Confissão
#13 Como André seguia cortando nacos de queijo, Maria Isabel não se fez de rogada e seguiu narrando as lembranças.
CONFISSÃO
Homem de poucas palavras, habilidoso em seus silêncios, André bebeu um gole mais longo quando Maria Isabel, sua esposa há 20 anos, sentando à mesa, brindou agradecendo as flores.
Sorrindo, quieto como um confessor de si mesmo, André voltou-se para ver e apontar com a cabeça, no centro da mesa da sala de estar, o enorme buquê de rosas que ele não havia enviado.
– Aquele foi um dia especial – suspirou a esposa, para continuar, – aquele buquê, como este, veio sem palavras escritas. Adorei… – falou sorrindo, procurando em vão o olhar do marido.
André começava a juntar as peças. Naquela mesma noite, há exatos 25 anos, ele tinha dois compromissos: um jantar com seu futuro professor orientador em Heidelberg e a cerimônia de formatura da concorrida amiga da turma, a linda Maria Isabel. O bacharel foi jantar com o professor e mandou para o local da cerimônia, sem nenhuma identificação além do nome da agraciada, um enorme buquê de rosas.
– Você recorda do alvoroço que aquele buquê causou? Quer dizer, você soube depois. As flores e seu misterioso remetente, para uma turma de psicólogas! A pauta da festa! – Completou, agora rindo e procurando, novamente, o olhar do marido.
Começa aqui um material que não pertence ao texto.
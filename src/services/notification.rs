//! Notification delivery (best-effort)
//!
//! 邮件经由配置的中继服务发送 (NOTIFY_URL)。
//! 所有失败只记录日志并吞掉：预订/礼品卡已提交，
//! 通知永远不回滚业务写入。未配置中继时仅 debug 记录。

use crate::db::models::{Booking, GiftCard, Restaurant};
use serde_json::json;

#[derive(Debug)]
pub struct NotificationService {
    notify_url: Option<String>,
    client: reqwest::Client,
}

impl NotificationService {
    pub fn new(notify_url: Option<String>) -> Self {
        Self {
            notify_url,
            client: reqwest::Client::new(),
        }
    }

    /// Send the booking confirmation email
    pub async fn send_booking_confirmation(&self, booking: &Booking, restaurant: &Restaurant) {
        let payload = json!({
            "template": "booking_confirmation",
            "to": booking.customer_email,
            "data": {
                "customer_name": booking.customer_name,
                "restaurant_name": restaurant.name,
                "date": booking.date,
                "time": booking.time,
                "guests": booking.guests,
                "confirmation_code": booking.confirmation_code,
            },
        });
        self.deliver("booking_confirmation", payload).await;
    }

    /// Send gift card emails to recipient and sender
    pub async fn send_gift_card_emails(&self, card: &GiftCard, restaurant: &Restaurant) {
        let recipient = json!({
            "template": "gift_card_recipient",
            "to": card.recipient_email,
            "data": {
                "recipient_name": card.recipient_name,
                "sender_name": card.sender_name,
                "restaurant_name": restaurant.name,
                "code": card.code,
                "amount": card.amount,
                "expiry_date": card.expiry_date,
                "message": card.message,
            },
        });
        let sender = json!({
            "template": "gift_card_sender",
            "to": card.sender_email,
            "data": {
                "recipient_name": card.recipient_name,
                "restaurant_name": restaurant.name,
                "code": card.code,
                "amount": card.amount,
                "expiry_date": card.expiry_date,
            },
        });
        self.deliver("gift_card_recipient", recipient).await;
        self.deliver("gift_card_sender", sender).await;
    }

    async fn deliver(&self, kind: &str, payload: serde_json::Value) {
        let Some(url) = &self.notify_url else {
            tracing::debug!(kind = %kind, "NOTIFY_URL not configured, skipping notification");
            return;
        };

        match self.client.post(url).json(&payload).send().await {
            Ok(resp) if resp.status().is_success() => {
                tracing::debug!(kind = %kind, "Notification delivered");
            }
            Ok(resp) => {
                tracing::warn!(
                    kind = %kind,
                    status = %resp.status(),
                    "Notification relay returned non-success status"
                );
            }
            Err(e) => {
                tracing::warn!(kind = %kind, error = %e, "Failed to deliver notification");
            }
        }
    }
}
Como André seguia cortando nacos de queijo, Maria Isabel não se fez de rogada e seguiu narrando as lembranças.
– O Luisinho quase enlouqueceu! Bobo querido. Quando descobriu que as flores eram suas, então… Sério, cheguei a pensar que ele iria romper a amizade com você. Quem diria que virariam sócios! – falou, espichando o cálice em direção ao marido.
– Luisinho… Sr. Luis Roberto de Almeida Bruges – balbuciou André, traindo seu silêncio e levando seu olhar para algum lugar longe dali.
No tempo da frase, a consciência que a esposa ainda não sabia da dissolução litigiosa do escritório, muito menos do que Luisinho, rancoroso ex-amigo e eterno admirador de Maria Isabel, seria capaz. No tempo da frase, André, um ex-aluno marista, arrependeu-se de todos os pecados junto à esposa.
Quando os olhares se reencontraram, o advogado buscava coragem. Estava disposto a tomar a iniciativa contra tudo o mais que seu ex-sócio poderia fazer, ou contar, e praticar um amplo gesto de contrição:
– Bebel, meu amor… – começou, respirando fundo e servindo de vinho o cálice da esposa.
– Espera – interrompeu Bebel. – O que houve? Você ficou pálido! Está tudo bem? – Perguntou, afastando o cálice.
Na hesitação de André, ela prosseguiu:
– Você não ficou assim só por eu ter brincado e repetido seu gesto, não é? Só comprei flores! Para comemorar!
Como o sorriso e a cor haviam voltado ao rosto do marido, Maria Isabel reaproximou o cálice e esquentou o olhar:
– Aliás, fazia tempo que não enfeitávamos a sala com rosas, não?
– Maria Isabel, meu amor… Eu ia dizer que te amo, que adorei a lembrança daquele dia e que, veja como as coisas são, também estava com saudades de ver rosas na sala – concluiu André, voltando a administrar seus silêncios.